[Records supplied — start]

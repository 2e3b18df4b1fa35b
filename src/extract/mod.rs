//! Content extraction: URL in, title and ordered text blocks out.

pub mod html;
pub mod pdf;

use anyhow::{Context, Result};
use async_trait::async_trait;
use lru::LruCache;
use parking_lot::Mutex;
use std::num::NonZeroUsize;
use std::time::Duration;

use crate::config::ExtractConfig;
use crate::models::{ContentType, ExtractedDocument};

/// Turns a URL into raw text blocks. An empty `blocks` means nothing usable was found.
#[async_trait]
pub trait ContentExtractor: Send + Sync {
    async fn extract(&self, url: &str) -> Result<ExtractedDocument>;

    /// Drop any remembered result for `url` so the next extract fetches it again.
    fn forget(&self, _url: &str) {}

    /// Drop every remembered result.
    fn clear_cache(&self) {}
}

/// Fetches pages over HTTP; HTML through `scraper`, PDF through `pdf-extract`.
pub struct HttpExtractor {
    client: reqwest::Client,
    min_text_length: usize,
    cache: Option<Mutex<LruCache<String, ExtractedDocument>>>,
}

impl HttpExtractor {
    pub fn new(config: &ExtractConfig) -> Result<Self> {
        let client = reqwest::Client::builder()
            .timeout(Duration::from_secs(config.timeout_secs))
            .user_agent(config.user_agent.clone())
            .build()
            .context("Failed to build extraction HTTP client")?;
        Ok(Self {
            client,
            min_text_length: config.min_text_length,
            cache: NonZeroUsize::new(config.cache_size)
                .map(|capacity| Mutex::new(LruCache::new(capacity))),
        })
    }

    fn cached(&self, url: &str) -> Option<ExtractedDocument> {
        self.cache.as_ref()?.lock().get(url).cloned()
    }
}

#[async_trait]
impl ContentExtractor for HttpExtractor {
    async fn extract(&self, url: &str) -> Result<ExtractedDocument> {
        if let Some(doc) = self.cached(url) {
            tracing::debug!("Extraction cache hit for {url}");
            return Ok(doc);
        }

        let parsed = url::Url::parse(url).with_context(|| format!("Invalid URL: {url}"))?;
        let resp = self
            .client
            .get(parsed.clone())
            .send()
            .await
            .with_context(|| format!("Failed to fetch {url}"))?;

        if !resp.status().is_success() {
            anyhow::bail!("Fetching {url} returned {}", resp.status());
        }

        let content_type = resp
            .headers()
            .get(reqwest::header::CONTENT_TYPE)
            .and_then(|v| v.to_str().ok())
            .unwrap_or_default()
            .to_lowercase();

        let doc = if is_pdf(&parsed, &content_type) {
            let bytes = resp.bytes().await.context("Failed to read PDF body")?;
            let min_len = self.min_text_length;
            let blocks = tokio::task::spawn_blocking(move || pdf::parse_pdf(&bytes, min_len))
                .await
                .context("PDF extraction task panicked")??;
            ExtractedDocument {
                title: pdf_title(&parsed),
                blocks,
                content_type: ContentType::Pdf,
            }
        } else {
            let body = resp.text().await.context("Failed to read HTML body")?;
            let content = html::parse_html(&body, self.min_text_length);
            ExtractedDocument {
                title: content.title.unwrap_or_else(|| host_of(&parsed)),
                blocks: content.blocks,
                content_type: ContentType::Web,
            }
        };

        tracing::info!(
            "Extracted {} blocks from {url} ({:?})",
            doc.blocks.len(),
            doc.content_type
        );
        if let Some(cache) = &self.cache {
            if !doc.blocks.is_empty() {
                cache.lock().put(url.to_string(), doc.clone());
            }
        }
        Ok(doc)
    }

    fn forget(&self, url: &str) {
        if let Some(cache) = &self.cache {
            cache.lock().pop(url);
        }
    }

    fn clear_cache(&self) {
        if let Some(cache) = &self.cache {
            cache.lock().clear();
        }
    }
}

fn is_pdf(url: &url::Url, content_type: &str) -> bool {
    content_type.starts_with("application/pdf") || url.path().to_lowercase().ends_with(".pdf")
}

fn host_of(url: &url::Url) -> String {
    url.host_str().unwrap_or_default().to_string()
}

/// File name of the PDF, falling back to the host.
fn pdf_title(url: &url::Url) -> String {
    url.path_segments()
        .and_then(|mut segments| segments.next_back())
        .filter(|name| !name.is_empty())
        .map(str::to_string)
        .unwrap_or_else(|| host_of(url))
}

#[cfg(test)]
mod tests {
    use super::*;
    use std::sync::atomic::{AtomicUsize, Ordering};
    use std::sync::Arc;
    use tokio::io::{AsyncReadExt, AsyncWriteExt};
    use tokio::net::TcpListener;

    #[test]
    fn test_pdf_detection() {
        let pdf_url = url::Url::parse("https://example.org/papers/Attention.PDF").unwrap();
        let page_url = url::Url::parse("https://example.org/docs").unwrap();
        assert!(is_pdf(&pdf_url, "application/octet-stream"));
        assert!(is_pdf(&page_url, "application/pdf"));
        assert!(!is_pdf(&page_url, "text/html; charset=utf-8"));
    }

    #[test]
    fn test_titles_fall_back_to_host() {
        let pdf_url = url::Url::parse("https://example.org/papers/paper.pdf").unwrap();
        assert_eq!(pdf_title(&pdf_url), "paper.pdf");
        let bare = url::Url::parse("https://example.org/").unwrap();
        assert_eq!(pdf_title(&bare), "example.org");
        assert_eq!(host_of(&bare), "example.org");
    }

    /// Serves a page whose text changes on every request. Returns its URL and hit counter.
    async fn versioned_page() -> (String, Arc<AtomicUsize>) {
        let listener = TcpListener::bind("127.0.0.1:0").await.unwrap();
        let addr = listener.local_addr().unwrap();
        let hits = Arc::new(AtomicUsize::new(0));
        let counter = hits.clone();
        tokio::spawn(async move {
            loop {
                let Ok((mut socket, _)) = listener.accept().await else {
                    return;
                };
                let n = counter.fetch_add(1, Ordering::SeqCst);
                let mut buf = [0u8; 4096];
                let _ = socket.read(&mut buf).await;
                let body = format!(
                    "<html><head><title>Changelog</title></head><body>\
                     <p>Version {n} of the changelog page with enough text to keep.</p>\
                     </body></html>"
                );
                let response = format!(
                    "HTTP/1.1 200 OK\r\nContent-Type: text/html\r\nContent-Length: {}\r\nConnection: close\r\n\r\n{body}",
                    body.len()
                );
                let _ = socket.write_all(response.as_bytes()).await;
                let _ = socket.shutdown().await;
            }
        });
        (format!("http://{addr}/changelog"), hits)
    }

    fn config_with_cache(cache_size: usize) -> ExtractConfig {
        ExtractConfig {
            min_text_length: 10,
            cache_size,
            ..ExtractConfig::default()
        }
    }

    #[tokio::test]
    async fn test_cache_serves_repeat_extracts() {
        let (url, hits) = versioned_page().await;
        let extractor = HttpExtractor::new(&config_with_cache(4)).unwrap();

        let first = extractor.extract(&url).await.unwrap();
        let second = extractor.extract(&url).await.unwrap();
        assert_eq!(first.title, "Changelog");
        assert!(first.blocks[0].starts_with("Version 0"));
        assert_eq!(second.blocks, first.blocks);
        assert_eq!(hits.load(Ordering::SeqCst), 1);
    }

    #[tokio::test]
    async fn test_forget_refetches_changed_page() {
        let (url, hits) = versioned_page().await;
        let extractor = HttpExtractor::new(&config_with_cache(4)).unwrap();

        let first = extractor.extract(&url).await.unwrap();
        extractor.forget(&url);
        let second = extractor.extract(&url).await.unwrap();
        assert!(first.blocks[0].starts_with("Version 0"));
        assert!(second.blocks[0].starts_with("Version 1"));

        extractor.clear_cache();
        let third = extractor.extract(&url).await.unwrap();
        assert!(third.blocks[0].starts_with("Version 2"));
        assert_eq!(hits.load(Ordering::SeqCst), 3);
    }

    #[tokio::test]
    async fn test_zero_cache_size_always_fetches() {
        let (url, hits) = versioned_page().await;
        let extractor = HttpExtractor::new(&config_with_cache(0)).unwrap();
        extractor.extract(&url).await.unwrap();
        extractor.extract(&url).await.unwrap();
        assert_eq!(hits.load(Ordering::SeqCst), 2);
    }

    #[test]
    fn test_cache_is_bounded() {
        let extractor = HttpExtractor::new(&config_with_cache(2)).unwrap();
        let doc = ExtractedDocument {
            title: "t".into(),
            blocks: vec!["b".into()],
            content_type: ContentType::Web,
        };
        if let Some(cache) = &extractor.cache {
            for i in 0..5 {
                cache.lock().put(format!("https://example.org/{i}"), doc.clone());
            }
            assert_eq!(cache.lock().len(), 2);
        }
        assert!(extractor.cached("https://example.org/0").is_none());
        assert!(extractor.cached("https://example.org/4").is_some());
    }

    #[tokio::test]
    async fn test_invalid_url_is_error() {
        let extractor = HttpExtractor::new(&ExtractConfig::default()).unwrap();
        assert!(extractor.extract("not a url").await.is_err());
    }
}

[Records supplied — finish]
[Records supplied — start]

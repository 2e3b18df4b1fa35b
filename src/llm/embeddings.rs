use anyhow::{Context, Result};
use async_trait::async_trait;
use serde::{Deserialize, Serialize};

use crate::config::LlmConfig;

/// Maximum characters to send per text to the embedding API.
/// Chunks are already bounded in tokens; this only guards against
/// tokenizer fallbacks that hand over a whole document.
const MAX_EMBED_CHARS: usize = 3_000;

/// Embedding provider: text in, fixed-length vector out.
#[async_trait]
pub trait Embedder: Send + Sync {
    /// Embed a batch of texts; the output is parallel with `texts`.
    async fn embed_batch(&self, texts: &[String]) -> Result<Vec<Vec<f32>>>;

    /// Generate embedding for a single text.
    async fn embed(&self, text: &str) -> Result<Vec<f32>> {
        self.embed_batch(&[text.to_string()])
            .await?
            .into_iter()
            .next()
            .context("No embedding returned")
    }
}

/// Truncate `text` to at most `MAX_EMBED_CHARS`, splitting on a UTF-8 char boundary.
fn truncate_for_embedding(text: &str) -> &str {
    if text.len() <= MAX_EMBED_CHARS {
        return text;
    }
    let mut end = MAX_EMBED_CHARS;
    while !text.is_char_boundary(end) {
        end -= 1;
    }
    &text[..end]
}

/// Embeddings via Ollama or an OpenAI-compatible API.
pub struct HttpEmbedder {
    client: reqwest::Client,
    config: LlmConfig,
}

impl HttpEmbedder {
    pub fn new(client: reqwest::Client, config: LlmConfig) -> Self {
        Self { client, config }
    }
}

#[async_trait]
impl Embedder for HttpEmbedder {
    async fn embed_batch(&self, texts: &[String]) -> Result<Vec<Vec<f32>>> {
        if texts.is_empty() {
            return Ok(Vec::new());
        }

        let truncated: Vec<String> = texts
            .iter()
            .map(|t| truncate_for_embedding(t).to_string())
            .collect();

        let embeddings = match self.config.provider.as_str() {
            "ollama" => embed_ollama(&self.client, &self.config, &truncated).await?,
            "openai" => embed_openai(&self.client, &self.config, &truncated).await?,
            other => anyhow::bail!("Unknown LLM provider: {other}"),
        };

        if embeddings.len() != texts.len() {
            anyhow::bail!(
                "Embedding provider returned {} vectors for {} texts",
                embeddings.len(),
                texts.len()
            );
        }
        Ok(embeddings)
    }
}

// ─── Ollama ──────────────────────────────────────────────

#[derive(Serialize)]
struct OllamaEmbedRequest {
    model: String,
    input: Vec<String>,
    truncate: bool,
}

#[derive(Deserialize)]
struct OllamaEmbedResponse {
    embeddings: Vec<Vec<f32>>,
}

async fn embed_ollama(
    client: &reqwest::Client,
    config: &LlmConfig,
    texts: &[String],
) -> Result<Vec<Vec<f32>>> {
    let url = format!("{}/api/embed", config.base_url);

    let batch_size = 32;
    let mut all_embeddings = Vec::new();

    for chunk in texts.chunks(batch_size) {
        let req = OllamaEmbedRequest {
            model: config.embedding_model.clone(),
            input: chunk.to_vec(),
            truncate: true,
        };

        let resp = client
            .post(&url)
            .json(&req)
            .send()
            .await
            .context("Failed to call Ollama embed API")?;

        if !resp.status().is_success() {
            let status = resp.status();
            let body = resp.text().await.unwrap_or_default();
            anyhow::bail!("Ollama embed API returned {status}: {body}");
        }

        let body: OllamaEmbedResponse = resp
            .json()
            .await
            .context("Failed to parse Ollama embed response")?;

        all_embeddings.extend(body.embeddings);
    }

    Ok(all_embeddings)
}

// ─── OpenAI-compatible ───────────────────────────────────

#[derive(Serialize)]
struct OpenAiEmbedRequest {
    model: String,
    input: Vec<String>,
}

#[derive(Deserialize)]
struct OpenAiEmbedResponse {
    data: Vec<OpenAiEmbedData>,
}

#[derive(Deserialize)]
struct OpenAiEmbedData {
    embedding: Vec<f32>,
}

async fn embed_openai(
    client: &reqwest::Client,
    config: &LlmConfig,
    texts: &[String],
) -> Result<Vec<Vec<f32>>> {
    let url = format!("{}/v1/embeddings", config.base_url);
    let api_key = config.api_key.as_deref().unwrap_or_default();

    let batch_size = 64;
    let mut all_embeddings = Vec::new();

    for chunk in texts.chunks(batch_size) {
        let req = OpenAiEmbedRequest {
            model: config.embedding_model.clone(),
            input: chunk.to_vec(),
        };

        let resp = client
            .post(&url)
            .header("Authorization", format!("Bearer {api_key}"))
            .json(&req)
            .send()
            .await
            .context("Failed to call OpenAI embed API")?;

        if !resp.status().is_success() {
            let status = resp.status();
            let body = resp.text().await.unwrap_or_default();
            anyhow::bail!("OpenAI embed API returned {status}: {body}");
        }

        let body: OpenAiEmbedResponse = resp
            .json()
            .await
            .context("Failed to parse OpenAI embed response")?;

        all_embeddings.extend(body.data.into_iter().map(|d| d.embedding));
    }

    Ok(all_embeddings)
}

[Records supplied — finish]
[Records supplied — start]

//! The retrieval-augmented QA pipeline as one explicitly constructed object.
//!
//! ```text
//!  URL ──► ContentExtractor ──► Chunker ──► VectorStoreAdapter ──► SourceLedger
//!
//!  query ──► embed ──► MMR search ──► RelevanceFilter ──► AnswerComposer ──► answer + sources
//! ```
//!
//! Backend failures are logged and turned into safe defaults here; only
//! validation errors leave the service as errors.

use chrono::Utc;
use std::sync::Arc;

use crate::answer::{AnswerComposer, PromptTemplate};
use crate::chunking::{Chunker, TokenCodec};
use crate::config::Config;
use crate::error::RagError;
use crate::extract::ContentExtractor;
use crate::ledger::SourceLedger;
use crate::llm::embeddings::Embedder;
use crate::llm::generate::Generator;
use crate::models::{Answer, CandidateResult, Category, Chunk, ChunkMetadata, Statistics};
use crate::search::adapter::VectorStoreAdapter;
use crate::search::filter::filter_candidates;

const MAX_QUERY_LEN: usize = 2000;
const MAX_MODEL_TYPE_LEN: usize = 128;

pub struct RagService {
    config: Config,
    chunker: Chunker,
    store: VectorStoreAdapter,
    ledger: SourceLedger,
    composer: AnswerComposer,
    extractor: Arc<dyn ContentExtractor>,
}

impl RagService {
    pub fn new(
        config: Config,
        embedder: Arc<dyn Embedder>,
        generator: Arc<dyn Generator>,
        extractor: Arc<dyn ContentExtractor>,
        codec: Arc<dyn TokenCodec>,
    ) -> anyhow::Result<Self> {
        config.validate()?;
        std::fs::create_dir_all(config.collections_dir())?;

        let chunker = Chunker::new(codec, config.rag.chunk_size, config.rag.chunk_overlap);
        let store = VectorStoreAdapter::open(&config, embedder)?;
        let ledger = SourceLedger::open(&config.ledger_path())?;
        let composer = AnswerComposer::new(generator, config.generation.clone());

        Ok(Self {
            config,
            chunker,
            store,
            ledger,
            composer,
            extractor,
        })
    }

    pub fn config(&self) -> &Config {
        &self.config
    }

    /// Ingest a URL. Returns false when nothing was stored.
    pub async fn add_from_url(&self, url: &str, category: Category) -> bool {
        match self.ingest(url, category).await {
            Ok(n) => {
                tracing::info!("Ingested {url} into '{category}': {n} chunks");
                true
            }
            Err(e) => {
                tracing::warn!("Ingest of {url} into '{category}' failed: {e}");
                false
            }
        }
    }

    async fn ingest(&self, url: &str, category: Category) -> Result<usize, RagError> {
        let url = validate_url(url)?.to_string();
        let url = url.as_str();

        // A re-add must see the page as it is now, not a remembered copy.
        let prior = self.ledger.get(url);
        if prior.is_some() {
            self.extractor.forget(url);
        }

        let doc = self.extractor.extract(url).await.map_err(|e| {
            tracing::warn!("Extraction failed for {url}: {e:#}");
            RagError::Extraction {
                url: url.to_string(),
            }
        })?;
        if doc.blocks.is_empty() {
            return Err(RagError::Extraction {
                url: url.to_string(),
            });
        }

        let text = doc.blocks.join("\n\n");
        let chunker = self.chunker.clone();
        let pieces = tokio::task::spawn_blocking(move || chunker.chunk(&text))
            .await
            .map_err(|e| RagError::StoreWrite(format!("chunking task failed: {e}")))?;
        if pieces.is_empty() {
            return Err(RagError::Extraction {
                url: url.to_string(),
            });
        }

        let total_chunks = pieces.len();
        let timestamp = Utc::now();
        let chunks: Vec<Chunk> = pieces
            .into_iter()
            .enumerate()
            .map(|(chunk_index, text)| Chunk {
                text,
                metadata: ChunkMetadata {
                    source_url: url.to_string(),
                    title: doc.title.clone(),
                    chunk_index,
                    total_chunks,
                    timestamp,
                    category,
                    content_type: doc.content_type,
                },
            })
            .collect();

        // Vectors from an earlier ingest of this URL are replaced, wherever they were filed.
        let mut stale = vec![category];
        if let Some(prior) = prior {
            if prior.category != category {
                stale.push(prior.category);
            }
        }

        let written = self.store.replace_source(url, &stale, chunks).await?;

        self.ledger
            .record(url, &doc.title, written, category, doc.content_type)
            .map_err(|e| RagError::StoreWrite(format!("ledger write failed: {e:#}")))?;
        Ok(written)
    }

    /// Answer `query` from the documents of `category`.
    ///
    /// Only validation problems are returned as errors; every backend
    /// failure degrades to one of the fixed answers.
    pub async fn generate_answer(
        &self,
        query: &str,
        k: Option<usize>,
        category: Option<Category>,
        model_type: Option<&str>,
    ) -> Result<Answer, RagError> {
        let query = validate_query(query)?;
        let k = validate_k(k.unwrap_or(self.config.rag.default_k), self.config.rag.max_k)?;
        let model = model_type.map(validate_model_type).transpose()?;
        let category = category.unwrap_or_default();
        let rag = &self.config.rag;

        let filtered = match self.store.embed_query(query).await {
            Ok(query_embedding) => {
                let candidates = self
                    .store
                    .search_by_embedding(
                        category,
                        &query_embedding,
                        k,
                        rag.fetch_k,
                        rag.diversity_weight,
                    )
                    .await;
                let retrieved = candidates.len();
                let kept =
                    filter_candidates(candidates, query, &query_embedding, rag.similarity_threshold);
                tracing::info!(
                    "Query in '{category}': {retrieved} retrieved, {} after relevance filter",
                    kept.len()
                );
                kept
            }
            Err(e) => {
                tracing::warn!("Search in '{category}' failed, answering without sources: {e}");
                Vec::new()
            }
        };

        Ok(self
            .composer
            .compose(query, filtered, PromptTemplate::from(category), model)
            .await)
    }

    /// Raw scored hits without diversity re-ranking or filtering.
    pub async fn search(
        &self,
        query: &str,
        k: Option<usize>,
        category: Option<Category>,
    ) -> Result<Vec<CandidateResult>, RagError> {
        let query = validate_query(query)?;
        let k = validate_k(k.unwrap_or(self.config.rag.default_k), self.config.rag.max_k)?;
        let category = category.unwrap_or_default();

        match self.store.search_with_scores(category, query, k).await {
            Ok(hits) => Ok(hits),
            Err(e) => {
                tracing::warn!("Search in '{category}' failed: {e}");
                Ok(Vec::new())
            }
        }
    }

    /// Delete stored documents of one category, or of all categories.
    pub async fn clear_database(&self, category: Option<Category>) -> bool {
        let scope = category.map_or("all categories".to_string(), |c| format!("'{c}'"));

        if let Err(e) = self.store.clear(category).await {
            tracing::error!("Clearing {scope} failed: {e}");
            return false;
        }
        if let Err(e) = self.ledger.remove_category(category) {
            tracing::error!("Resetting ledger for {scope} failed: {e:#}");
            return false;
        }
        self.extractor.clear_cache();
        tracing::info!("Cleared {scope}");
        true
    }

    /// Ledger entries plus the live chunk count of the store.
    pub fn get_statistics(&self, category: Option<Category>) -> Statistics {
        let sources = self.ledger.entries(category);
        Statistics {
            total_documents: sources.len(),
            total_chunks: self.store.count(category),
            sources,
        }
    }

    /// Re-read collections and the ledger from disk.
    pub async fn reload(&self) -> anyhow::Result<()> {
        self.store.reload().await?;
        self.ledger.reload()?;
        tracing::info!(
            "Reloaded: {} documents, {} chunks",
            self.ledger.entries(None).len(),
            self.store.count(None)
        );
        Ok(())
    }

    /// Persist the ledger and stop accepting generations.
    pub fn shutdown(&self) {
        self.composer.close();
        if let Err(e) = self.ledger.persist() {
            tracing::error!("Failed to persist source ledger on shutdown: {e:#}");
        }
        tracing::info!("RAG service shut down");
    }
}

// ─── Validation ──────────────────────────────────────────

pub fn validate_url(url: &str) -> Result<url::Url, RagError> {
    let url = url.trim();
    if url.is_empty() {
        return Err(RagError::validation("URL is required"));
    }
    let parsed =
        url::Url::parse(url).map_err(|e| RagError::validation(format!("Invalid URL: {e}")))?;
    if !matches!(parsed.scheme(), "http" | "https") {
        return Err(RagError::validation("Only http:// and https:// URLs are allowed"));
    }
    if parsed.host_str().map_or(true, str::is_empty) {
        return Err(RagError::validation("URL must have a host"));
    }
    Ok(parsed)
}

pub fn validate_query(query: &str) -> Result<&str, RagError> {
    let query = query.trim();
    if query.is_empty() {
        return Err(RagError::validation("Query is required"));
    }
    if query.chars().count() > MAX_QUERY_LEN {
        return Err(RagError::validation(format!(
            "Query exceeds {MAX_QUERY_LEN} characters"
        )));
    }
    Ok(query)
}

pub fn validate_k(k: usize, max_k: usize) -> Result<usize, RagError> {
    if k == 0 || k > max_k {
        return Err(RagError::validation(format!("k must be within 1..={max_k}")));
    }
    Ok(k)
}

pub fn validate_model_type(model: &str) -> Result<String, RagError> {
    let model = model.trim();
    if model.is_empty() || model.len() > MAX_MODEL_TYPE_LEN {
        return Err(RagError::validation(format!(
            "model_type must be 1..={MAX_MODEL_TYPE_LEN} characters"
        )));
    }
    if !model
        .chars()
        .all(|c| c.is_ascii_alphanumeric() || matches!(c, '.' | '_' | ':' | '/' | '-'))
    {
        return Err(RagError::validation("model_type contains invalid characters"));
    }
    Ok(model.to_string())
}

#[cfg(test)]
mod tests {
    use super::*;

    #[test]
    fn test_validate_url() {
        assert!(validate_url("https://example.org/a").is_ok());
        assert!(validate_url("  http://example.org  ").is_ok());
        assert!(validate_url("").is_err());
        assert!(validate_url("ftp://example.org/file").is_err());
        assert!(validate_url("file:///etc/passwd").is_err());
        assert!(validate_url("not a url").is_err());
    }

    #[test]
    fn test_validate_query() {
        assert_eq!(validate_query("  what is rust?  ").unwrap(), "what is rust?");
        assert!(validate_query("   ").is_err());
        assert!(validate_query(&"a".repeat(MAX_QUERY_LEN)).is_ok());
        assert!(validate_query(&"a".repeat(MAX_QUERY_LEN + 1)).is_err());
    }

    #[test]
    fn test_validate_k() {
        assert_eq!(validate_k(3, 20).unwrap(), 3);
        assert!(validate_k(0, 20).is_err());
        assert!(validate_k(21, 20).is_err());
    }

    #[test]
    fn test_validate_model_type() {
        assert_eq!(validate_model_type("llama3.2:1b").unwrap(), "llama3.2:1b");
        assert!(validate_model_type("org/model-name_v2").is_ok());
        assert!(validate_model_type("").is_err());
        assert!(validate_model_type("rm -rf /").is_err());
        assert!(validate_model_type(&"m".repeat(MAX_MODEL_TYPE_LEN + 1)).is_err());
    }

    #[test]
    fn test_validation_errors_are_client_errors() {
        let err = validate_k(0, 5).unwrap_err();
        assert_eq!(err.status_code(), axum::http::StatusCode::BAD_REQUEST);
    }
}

[Records supplied — finish]

▶ **Activity**:
Please give again the lines above between the line holding "pub fn get_statistics(&self, category: Option<Category>)" and the line holding "pub fn validate_query(query: &str)", inclusive, exactly as they are and with nothing added.

▶ **Response**:
    pub fn get_statistics(&self, category: Option<Category>) -> Statistics {
        let sources = self.ledger.entries(category);
        Statistics {
            total_documents: sources.len(),
            total_chunks: self.store.count(category),
            sources,
        }
    }

    /// Re-read collections and the ledger from disk.
    pub async fn reload(&self) -> anyhow::Result<()> {
        self.store.reload().await?;
        self.ledger.reload()?;
        tracing::info!(
            "Reloaded: {} documents, {} chunks",
            self.ledger.entries(None).len(),
            self.store.count(None)
        );
        Ok(())
    }

    /// Persist the ledger and stop accepting generations.
    pub fn shutdown(&self) {
        self.composer.close();
        if let Err(e) = self.ledger.persist() {
            tracing::error!("Failed to persist source ledger on shutdown: {e:#}");
        }
        tracing::info!("RAG service shut down");
    }
}

// ─── Validation ──────────────────────────────────────────

pub fn validate_url(url: &str) -> Result<url::Url, RagError> {
    let url = url.trim();
    if url.is_empty() {
        return Err(RagError::validation("URL is required"));
    }
    let parsed =
        url::Url::parse(url).map_err(|e| RagError::validation(format!("Invalid URL: {e}")))?;
    if !matches!(parsed.scheme(), "http" | "https") {
        return Err(RagError::validation("Only http:// and https:// URLs are allowed"));
    }
    if parsed.host_str().map_or(true, str::is_empty) {
        return Err(RagError::validation("URL must have a host"));
    }
    Ok(parsed)
}

pub fn validate_query(query: &str) -> Result<&str, RagError> {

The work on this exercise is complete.